Euthanasia - assisted suicide

Hazel McCallion Senior Public School
Mississauga, Ontario

By Julia S. (Grade 7)

"It's unethical for the medical profession to prolong someone's suffering by refusing to help a terminally ill patient end his or her life." Assisted suicide is an issue amongst doctors all around the world. Is life too sacred to be taken away unnaturally? Is it against God's will?

Western religions say it is wrong for individuals to end the lives given to them by God. The classic liberal position, that of The Economist, has the opposite point of view. "Individuals have a right to self-determination, and this includes, and perhaps naturally culminates in, the right to cut short one's own life!" If helping will eliminate a person's suffering, what exactly is the problem with that?

Doctors should be allowed to use euthanasia (assisted suicide) at a terminally ill patient's request. A patient shouldn't have to suffer. They shouldn't have to live if they're in too much pain to actually enjoy life. Why keep suffering people alive if they have no reason to live and nothing to live for?

In a survey done by Glamour Magazine, 80% of people surveyed agreed that doctors should help their patients commit suicide. Specific readers offered comments like, "If doctors are permitted to withhold treatment at a patient's request, why shouldn't they be able to facilitate death if that's what the patient wants?" Another reader stated, "We put animals to sleep when they're suffering, why not humans?"

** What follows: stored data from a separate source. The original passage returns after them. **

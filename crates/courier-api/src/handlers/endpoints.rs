//! Endpoint registry handlers.
//!
//! Creation generates the signing secret server-side and returns it exactly
//! once; every other response omits it. Breaker overrides (`suspend`,
//! `reactivate`) and the synchronous `test` action live here too.

use std::collections::HashMap;

use axum::{
    extract::{Path, State},
    http::StatusCode,
    Json,
};
use chrono::{DateTime, Utc};
use courier_core::{
    models::minutes_from, DeliveryStatus, Endpoint, EndpointId, EndpointStatus, FilterConditions,
    HttpMethod, TenantId,
};
use courier_delivery::{signing::generate_secret, TEST_EVENT_TYPE};
use serde::{Deserialize, Serialize};
use serde_json::json;
use tracing::{info, instrument, warn};
use url::Url;
use uuid::Uuid;

use crate::{
    error::{ApiError, ApiJson, ApiResult},
    AppState,
};

/// Longest accepted manual suspension, one week.
const MAX_SUSPENSION_MINUTES: i64 = 7 * 24 * 60;

/// Endpoint as returned by the API, without its secret.
#[derive(Debug, Serialize)]
pub struct EndpointResponse {
    /// Identifier.
    pub id: EndpointId,
    /// Owning tenant.
    pub tenant_id: TenantId,
    /// Name, unique within the tenant.
    pub name: String,
    /// Target URL.
    pub url: String,
    /// Request method.
    pub http_method: HttpMethod,
    /// Content type header.
    pub content_type: String,
    /// Extra headers.
    pub custom_headers: HashMap<String, String>,
    /// Payload filter.
    pub filter_conditions: FilterConditions,
    /// Subscribed event types.
    pub subscribed_events: Vec<String>,
    /// Retries after the first attempt.
    pub max_retries: i32,
    /// Base retry delay.
    pub retry_delay_seconds: i32,
    /// Request timeout.
    pub timeout_seconds: i32,
    /// Consecutive failures that trip the breaker.
    pub failure_threshold: i32,
    /// Current status.
    pub status: EndpointStatus,
    /// Current failure streak.
    pub consecutive_failures: i32,
    /// End of the current suspension.
    pub suspended_until: Option<DateTime<Utc>>,
    /// Attempts made.
    pub total_deliveries: i64,
    /// Attempts answered 2xx.
    pub successful_deliveries: i64,
    /// Attempts that failed.
    pub failed_deliveries: i64,
    /// Share of attempts that succeeded.
    pub success_rate: Option<f64>,
    /// Last attempt.
    pub last_delivery_at: Option<DateTime<Utc>>,
    /// Last success.
    pub last_success_at: Option<DateTime<Utc>>,
    /// Creation time.
    pub created_at: DateTime<Utc>,
    /// Last configuration change.
    pub updated_at: DateTime<Utc>,
}

impl From<Endpoint> for EndpointResponse {
    fn from(endpoint: Endpoint) -> Self {
        let success_rate = endpoint.success_rate();
        Self {
            id: endpoint.id,
            tenant_id: endpoint.tenant_id,
            name: endpoint.name,
            url: endpoint.url,
            http_method: endpoint.http_method,
            content_type: endpoint.content_type,
            custom_headers: endpoint.custom_headers.0,
            filter_conditions: endpoint.filter_conditions.0,
            subscribed_events: endpoint.subscribed_events,
            max_retries: endpoint.max_retries,
            retry_delay_seconds: endpoint.retry_delay_seconds,
            timeout_seconds: endpoint.timeout_seconds,
            failure_threshold: endpoint.failure_threshold,
            status: endpoint.status,
            consecutive_failures: endpoint.consecutive_failures,
            suspended_until: endpoint.suspended_until,
            total_deliveries: endpoint.total_deliveries,
            successful_deliveries: endpoint.successful_deliveries,
            failed_deliveries: endpoint.failed_deliveries,
            success_rate,
            last_delivery_at: endpoint.last_delivery_at,
            last_success_at: endpoint.last_success_at,
            created_at: endpoint.created_at,
            updated_at: endpoint.updated_at,
        }
    }
}

/// Creation response; the only place the secret is ever returned.
#[derive(Debug, Serialize)]
pub struct CreatedEndpointResponse {
    /// The stored endpoint.
    #[serde(flatten)]
    pub endpoint: EndpointResponse,
    /// Signing secret for subscriber verification.
    pub secret: String,
}

/// Body of `POST /v1/tenants/{tenant_id}/endpoints`.
#[derive(Debug, Deserialize)]
pub struct CreateEndpointRequest {
    /// Name, unique within the tenant.
    pub name: String,
    /// Target URL, http or https.
    pub url: String,
    /// Request method, POST by default.
    #[serde(default)]
    pub http_method: HttpMethod,
    /// Content type header, `application/json` by default.
    pub content_type: Option<String>,
    /// Extra headers merged into every request.
    #[serde(default)]
    pub custom_headers: HashMap<String, String>,
    /// Payload filter.
    #[serde(default)]
    pub filter_conditions: FilterConditions,
    /// Event types to receive.
    #[serde(default)]
    pub subscribed_events: Vec<String>,
    /// Retries after the first attempt.
    pub max_retries: Option<i32>,
    /// Base retry delay.
    pub retry_delay_seconds: Option<i32>,
    /// Request timeout.
    pub timeout_seconds: Option<i32>,
    /// Consecutive failures that trip the breaker.
    pub failure_threshold: Option<i32>,
}

/// Body of `PATCH /v1/endpoints/{endpoint_id}`; absent fields are kept.
#[derive(Debug, Default, Deserialize)]
pub struct UpdateEndpointRequest {
    /// New name.
    pub name: Option<String>,
    /// New target URL.
    pub url: Option<String>,
    /// New request method.
    pub http_method: Option<HttpMethod>,
    /// New content type.
    pub content_type: Option<String>,
    /// Replacement custom headers.
    pub custom_headers: Option<HashMap<String, String>>,
    /// Replacement filter.
    pub filter_conditions: Option<FilterConditions>,
    /// Replacement subscriptions.
    pub subscribed_events: Option<Vec<String>>,
    /// New retry budget.
    pub max_retries: Option<i32>,
    /// New base delay.
    pub retry_delay_seconds: Option<i32>,
    /// New timeout.
    pub timeout_seconds: Option<i32>,
    /// New breaker threshold.
    pub failure_threshold: Option<i32>,
    /// `active`, `inactive` or `failed`.
    pub status: Option<EndpointStatus>,
}

/// Body of `POST /v1/endpoints/{endpoint_id}/suspend`.
#[derive(Debug, Deserialize)]
pub struct SuspendRequest {
    /// Length of the suspension.
    pub duration_minutes: i64,
}

/// Result of a synchronous test delivery.
#[derive(Debug, Serialize)]
pub struct TestDeliveryResponse {
    /// Whether the subscriber answered 2xx.
    pub success: bool,
    /// Test delivery.
    pub delivery_id: courier_core::DeliveryId,
    /// Test occurrence.
    pub event_id: courier_core::EventId,
    /// Delivery status after the attempt.
    pub status: DeliveryStatus,
    /// Subscriber status code.
    pub response_status: Option<i32>,
    /// Round trip time.
    pub duration_ms: Option<i64>,
    /// Classified failure code.
    pub error_code: Option<String>,
    /// Failure detail.
    pub error_message: Option<String>,
}

/// Registers an endpoint.
#[instrument(name = "create_endpoint", skip(state, body), fields(name = %body.name))]
pub async fn create_endpoint(
    State(state): State<AppState>,
    Path(tenant_id): Path<Uuid>,
    ApiJson(body): ApiJson<CreateEndpointRequest>,
) -> ApiResult<(StatusCode, Json<CreatedEndpointResponse>)> {
    let now = state.clock.now_utc();
    let mut endpoint =
        Endpoint::new(TenantId::from(tenant_id), body.name, body.url, generate_secret(), now)
            .subscribed_to(body.subscribed_events)
            .with_filter(body.filter_conditions);
    endpoint.http_method = body.http_method;
    if let Some(content_type) = body.content_type {
        endpoint.content_type = content_type;
    }
    endpoint.custom_headers.0 = body.custom_headers;
    endpoint.max_retries = body.max_retries.unwrap_or(endpoint.max_retries);
    endpoint.retry_delay_seconds = body.retry_delay_seconds.unwrap_or(endpoint.retry_delay_seconds);
    endpoint.timeout_seconds = body.timeout_seconds.unwrap_or(endpoint.timeout_seconds);
    endpoint.failure_threshold = body.failure_threshold.unwrap_or(endpoint.failure_threshold);

    validate_endpoint(&state, &endpoint).await?;
    state.storage.create_endpoint(endpoint.clone()).await?;
    info!(endpoint_id = %endpoint.id, tenant_id = %endpoint.tenant_id, "endpoint created");

    let secret = endpoint.secret.clone();
    Ok((
        StatusCode::CREATED,
        Json(CreatedEndpointResponse { endpoint: endpoint.into(), secret }),
    ))
}

/// Lists a tenant's endpoints.
#[instrument(name = "list_endpoints", skip(state))]
pub async fn list_endpoints(
    State(state): State<AppState>,
    Path(tenant_id): Path<Uuid>,
) -> ApiResult<Json<Vec<EndpointResponse>>> {
    let endpoints = state.storage.list_endpoints(TenantId::from(tenant_id)).await?;
    Ok(Json(endpoints.into_iter().map(EndpointResponse::from).collect()))
}

/// Reads one endpoint.
#[instrument(name = "get_endpoint", skip(state))]
pub async fn get_endpoint(
    State(state): State<AppState>,
    Path(endpoint_id): Path<Uuid>,
) -> ApiResult<Json<EndpointResponse>> {
    Ok(Json(load(&state, EndpointId::from(endpoint_id)).await?.into()))
}

/// Applies a partial update.
#[instrument(name = "update_endpoint", skip(state, body))]
pub async fn update_endpoint(
    State(state): State<AppState>,
    Path(endpoint_id): Path<Uuid>,
    ApiJson(body): ApiJson<UpdateEndpointRequest>,
) -> ApiResult<Json<EndpointResponse>> {
    let mut endpoint = load(&state, EndpointId::from(endpoint_id)).await?;

    if let Some(status) = body.status {
        if status == EndpointStatus::Suspended {
            return Err(ApiError::Validation(
                "use the suspend action to suspend an endpoint".to_string(),
            ));
        }
        if status != endpoint.status {
            endpoint.status = status;
            endpoint.suspended_until = None;
        }
    }
    if let Some(name) = body.name {
        endpoint.name = name;
    }
    if let Some(url) = body.url {
        endpoint.url = url;
    }
    if let Some(http_method) = body.http_method {
        endpoint.http_method = http_method;
    }
    if let Some(content_type) = body.content_type {
        endpoint.content_type = content_type;
    }
    if let Some(headers) = body.custom_headers {
        endpoint.custom_headers.0 = headers;
    }
    if let Some(filter) = body.filter_conditions {
        endpoint.filter_conditions.0 = filter;
    }
    if let Some(events) = body.subscribed_events {
        endpoint.subscribed_events = events;
    }
    endpoint.max_retries = body.max_retries.unwrap_or(endpoint.max_retries);
    endpoint.retry_delay_seconds = body.retry_delay_seconds.unwrap_or(endpoint.retry_delay_seconds);
    endpoint.timeout_seconds = body.timeout_seconds.unwrap_or(endpoint.timeout_seconds);
    endpoint.failure_threshold = body.failure_threshold.unwrap_or(endpoint.failure_threshold);
    endpoint.updated_at = state.clock.now_utc();

    validate_endpoint(&state, &endpoint).await?;
    state.storage.update_endpoint(endpoint.clone()).await?;
    info!(endpoint_id = %endpoint.id, "endpoint updated");

    Ok(Json(load(&state, endpoint.id).await?.into()))
}

/// Deletes an endpoint and its deliveries.
#[instrument(name = "delete_endpoint", skip(state))]
pub async fn delete_endpoint(
    State(state): State<AppState>,
    Path(endpoint_id): Path<Uuid>,
) -> ApiResult<StatusCode> {
    let endpoint_id = EndpointId::from(endpoint_id);
    if !state.storage.delete_endpoint(endpoint_id).await? {
        return Err(ApiError::not_found("endpoint", endpoint_id));
    }
    info!(%endpoint_id, "endpoint deleted");
    Ok(StatusCode::NO_CONTENT)
}

/// Sends a `system.test` event to the endpoint and waits for the attempt.
///
/// The delivery ignores subscriptions and filters but still goes through
/// the engine, so a suspended or disabled endpoint reports that outcome.
#[instrument(name = "test_endpoint", skip(state))]
pub async fn test_endpoint(
    State(state): State<AppState>,
    Path(endpoint_id): Path<Uuid>,
) -> ApiResult<Json<TestDeliveryResponse>> {
    let endpoint = load(&state, EndpointId::from(endpoint_id)).await?;
    let payload = json!({
        "message": "Test event from courier",
        "endpoint_id": endpoint.id,
        "endpoint_name": endpoint.name,
        "timestamp": state.clock.now_utc(),
    });

    let delivery = state.dispatcher.dispatch_to_endpoint(&endpoint, TEST_EVENT_TYPE, payload).await?;
    let delivery_id = delivery.id;
    let success = state.engine.deliver_claimed(delivery).await?;
    let delivery = state
        .storage
        .find_delivery(delivery_id)
        .await?
        .ok_or_else(|| ApiError::not_found("delivery", delivery_id))?;

    if !success {
        warn!(endpoint_id = %endpoint.id, error_code = ?delivery.error_code, "test delivery failed");
    }

    Ok(Json(TestDeliveryResponse {
        success,
        delivery_id: delivery.id,
        event_id: delivery.event_id,
        status: delivery.status,
        response_status: delivery.response_status,
        duration_ms: delivery.duration_ms,
        error_code: delivery.error_code,
        error_message: delivery.error_message,
    }))
}

/// Suspends an endpoint for a fixed number of minutes.
#[instrument(name = "suspend_endpoint", skip(state, body))]
pub async fn suspend_endpoint(
    State(state): State<AppState>,
    Path(endpoint_id): Path<Uuid>,
    ApiJson(body): ApiJson<SuspendRequest>,
) -> ApiResult<Json<EndpointResponse>> {
    if !(1..=MAX_SUSPENSION_MINUTES).contains(&body.duration_minutes) {
        return Err(ApiError::Validation(format!(
            "duration_minutes must be between 1 and {MAX_SUSPENSION_MINUTES}"
        )));
    }

    let endpoint_id = EndpointId::from(endpoint_id);
    let until = minutes_from(state.clock.now_utc(), body.duration_minutes);
    if !state.storage.suspend_endpoint(endpoint_id, until).await? {
        return Err(ApiError::not_found("endpoint", endpoint_id));
    }
    warn!(%endpoint_id, suspended_until = %until, "endpoint suspended by operator");

    Ok(Json(load(&state, endpoint_id).await?.into()))
}

/// Reactivates an endpoint and clears its failure streak.
#[instrument(name = "reactivate_endpoint", skip(state))]
pub async fn reactivate_endpoint(
    State(state): State<AppState>,
    Path(endpoint_id): Path<Uuid>,
) -> ApiResult<Json<EndpointResponse>> {
    let endpoint_id = EndpointId::from(endpoint_id);
    if !state.storage.reactivate_endpoint(endpoint_id).await? {
        return Err(ApiError::not_found("endpoint", endpoint_id));
    }
    info!(%endpoint_id, "endpoint reactivated by operator");

    Ok(Json(load(&state, endpoint_id).await?.into()))
}

async fn load(state: &AppState, endpoint_id: EndpointId) -> ApiResult<Endpoint> {
    state
        .storage
        .find_endpoint(endpoint_id)
        .await?
        .ok_or_else(|| ApiError::not_found("endpoint", endpoint_id))
}

/// Checks policy ranges, the URL scheme and that subscriptions exist.
async fn validate_endpoint(state: &AppState, endpoint: &Endpoint) -> ApiResult<()> {
    endpoint.validate()?;
    validate_url(&endpoint.url)?;

    for event_type in &endpoint.subscribed_events {
        if state.storage.find_event_definition(event_type.clone()).await?.is_none() {
            return Err(ApiError::Validation(format!("unknown event type: {event_type}")));
        }
    }
    Ok(())
}

fn validate_url(raw: &str) -> ApiResult<()> {
    let url = Url::parse(raw).map_err(|e| ApiError::Validation(format!("invalid url: {e}")))?;
    match url.scheme() {
        "http" | "https" if url.host().is_some() => Ok(()),
        "http" | "https" => Err(ApiError::Validation("url must include a host".to_string())),
        scheme => Err(ApiError::Validation(format!("url scheme must be http or https, got {scheme}"))),
    }
}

If terminally ill people do not want to live with their condition any longer and they have found someone in the medical profession who will assist them, why should society interfere? Is it really anyone else's business whether they choose to live or die? It does not affect anyone other than the patient and the doctor, so nobody should really "care". An anonymous caregiver said, "My 91-year-old grandfather shot himself in the head to avoid the agony of treatment. Doctor-assisted suicide would not only have allowed him to die with dignity, it would have spared my brother the trauma he suffered when he found my grandfather's body." Because they could not use euthanasia, two people had to suffer because one of them wasn't allowed to die properly and with dignity.

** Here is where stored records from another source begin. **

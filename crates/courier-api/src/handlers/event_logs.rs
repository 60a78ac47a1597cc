//! Event occurrence audit trail.

use axum::{
    extract::{Path, Query, State},
    Json,
};
use courier_core::{Delivery, EventId, EventLog, EventLogQuery, TenantId};
use serde::Serialize;
use tracing::instrument;
use uuid::Uuid;

use crate::{
    error::{ApiError, ApiResult},
    AppState,
};

/// Occurrence with its computed success rate.
#[derive(Debug, Serialize)]
pub struct EventLogResponse {
    /// The occurrence.
    #[serde(flatten)]
    pub log: EventLog,
    /// Share of notified endpoints that received it.
    pub success_rate: Option<f64>,
}

impl From<EventLog> for EventLogResponse {
    fn from(log: EventLog) -> Self {
        let success_rate = log.success_rate();
        Self { log, success_rate }
    }
}

/// Occurrence together with its deliveries.
#[derive(Debug, Serialize)]
pub struct EventLogDetail {
    /// The occurrence.
    #[serde(flatten)]
    pub event: EventLogResponse,
    /// One delivery per notified endpoint.
    pub deliveries: Vec<Delivery>,
}

/// Lists a tenant's occurrences, newest first.
#[instrument(name = "list_event_logs", skip(state))]
pub async fn list_event_logs(
    State(state): State<AppState>,
    Path(tenant_id): Path<Uuid>,
    Query(query): Query<EventLogQuery>,
) -> ApiResult<Json<Vec<EventLogResponse>>> {
    let logs = state.storage.list_event_logs(TenantId::from(tenant_id), query).await?;
    Ok(Json(logs.into_iter().map(EventLogResponse::from).collect()))
}

/// Reads one occurrence with its deliveries.
#[instrument(name = "get_event_log", skip(state))]
pub async fn get_event_log(
    State(state): State<AppState>,
    Path(event_id): Path<Uuid>,
) -> ApiResult<Json<EventLogDetail>> {
    let event_id = EventId::from(event_id);
    let log = state
        .storage
        .find_event_log(event_id)
        .await?
        .ok_or_else(|| ApiError::not_found("event", event_id))?;
    let deliveries = state.storage.find_deliveries_by_event(event_id).await?;

    Ok(Json(EventLogDetail { event: log.into(), deliveries }))
}
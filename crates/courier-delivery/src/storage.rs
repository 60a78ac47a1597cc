//! Storage abstraction layer for dispatch, delivery and administration.
//!
//! Production code uses [`PostgresDeliveryStorage`] over the repositories in
//! `courier_core::storage`; tests use [`mock::MockDeliveryStorage`], which
//! honours the same compare-and-set semantics in memory.

use std::{future::Future, pin::Pin, sync::Arc, time::Duration};

use chrono::{DateTime, Utc};
use courier_core::{
    error::Result, storage::Storage, Delivery, DeliveryId, DeliveryOutcome, DeliveryQuery,
    Endpoint, EndpointHealth, EndpointId, EventDefinition, EventId, EventLog, EventLogQuery,
    TenantId,
};

/// Boxed future returned by every storage operation.
pub type StorageFuture<'a, T> = Pin<Box<dyn Future<Output = Result<T>> + Send + 'a>>;
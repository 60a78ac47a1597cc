//! Core domain models and persistence for webhook event delivery.
//!
//! Provides the event catalog, endpoint registry, event log and delivery
//! record types together with their PostgreSQL repositories. The dispatcher,
//! delivery engine and administrative API all build on these types.

#![forbid(unsafe_code)]
#![warn(missing_docs)]

pub mod error;
pub mod events;
pub mod filter;
pub mod models;
pub mod storage;
pub mod time;

pub use error::{CoreError, Result};
pub use events::{
    DeliveryEvent, DeliveryFailedEvent, DeliverySucceededEvent, EndpointSuspendedEvent,
    EventHandler, MulticastEventHandler, NoOpEventHandler,
};
pub use filter::{FilterCondition, FilterConditions, FilterOperator};
pub use models::{
    Delivery, DeliveryId, DeliveryOutcome, DeliveryQuery, DeliveryStatus, Endpoint,
    EndpointAvailability, EndpointHealth, EndpointId, EndpointStatus, EventCategory,
    EventDefinition, EventId, EventLog, EventLogQuery, HttpMethod, SourceRef, TenantId,
};
pub use time::{Clock, RealClock, TestClock};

Terminally ill patients should be allowed to use euthanasia if they're suffering, although the moral issue remains; should people be killed? If a patient is suffering, must we let them suffer? Is that really moral? Society doesn't have to interfere. This is strictly between the patient and the doctor. A person should have the right to self-determination. Does society have the right to decide the fate of a greatly suffering person? Is that truly just?